Wei Ma, Junzhuo Gao, Lei Wang and Heng Lian (2025). SPARSE AND DEBIASED ADAPTIVE HUBER REGRESSION IN DISTRIBUTED DATA: AGGREGATED AND COMMUNICATION-EFFICIENT APPROACHES. Vol 35 No. 4, 1971-1990. DOI:10.5705/ss.202021.0375.

Abstract: Distributed estimation and statistical inference for linear models have drawn much attention recently, but few studies focus on robust learning in the presence of heavy-tailed/asymmetric errors and high-dimensional covariates. Based on adaptive Huber regression to achieve the bias-robustness tradeoff, two classes of sparse and debiased lasso estimators are proposed using aggregated and communication-efficient approaches. To be specific, an aggregated ℓ₁-penalized and a multi-round ℓ₁-penalized communication-efficient adaptive Huber estimators are respectively proposed in the first stage to handle the distributed data with high-dimensional covariates and heavy-tailed/asymmetric errors. To correct the biases caused by the lasso penalty, a unified debiasing framework based on the decorrelated score equations is considered in the second stage. In the third stage, hard-thresholding is used to produce the sparse and debiased lasso estimators.
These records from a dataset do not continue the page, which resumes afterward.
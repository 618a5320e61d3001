//! Lexical scanning for JavaScript snippets.
//!
//! This crate never parses. It provides:
//! - `mask_source` - blanks out strings and comments so patterns only see code
//! - `identifiers` - identifier tokens over masked text
//! - `scan_declarations` - the declaration/assignment index (`DeclarationIndex`)
//! - `computed_variables` / `first_return` - shapes used by the return-target rules
//! - `undefined_identifiers` - referenced-but-undeclared names

pub mod source;
pub use source::{
    Ident, identifiers, is_ident_char, is_ident_start, is_member_name, is_object_key,
    is_standalone, is_valid_identifier, line_starts, mask_source, prev_non_whitespace,
};

pub mod reserved;
pub use reserved::is_reserved;

pub mod declarations;
pub use declarations::{
    AssignOp, AssignmentMatch, AssignmentSite, DeclarationIndex, assignment_sites,
    scan_declarations,
};

pub mod computed;
pub use computed::{ReturnSite, computed_variables, first_return};

pub mod usage;
pub use usage::undefined_identifiers;

#[cfg(test)]
#[path = "tests/source_tests.rs"]
mod source_tests;
#[cfg(test)]
#[path = "tests/declarations_tests.rs"]
mod declarations_tests;
#[cfg(test)]
#[path = "tests/computed_tests.rs"]
mod computed_tests;
#[cfg(test)]
#[path = "tests/usage_tests.rs"]
mod usage_tests;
The convergence rates and asymptotic properties of the proposed two estimators are established. The finite-sample performance is studied through simulations and a real data application to Communities and Crime Data Set is also presented to illustrate the validity and feasibility of the proposed estimators.

Key words and phrases: Asymptotic normality, convergence rates, debiased lasso, decorrelated score, multi-round, thresholding.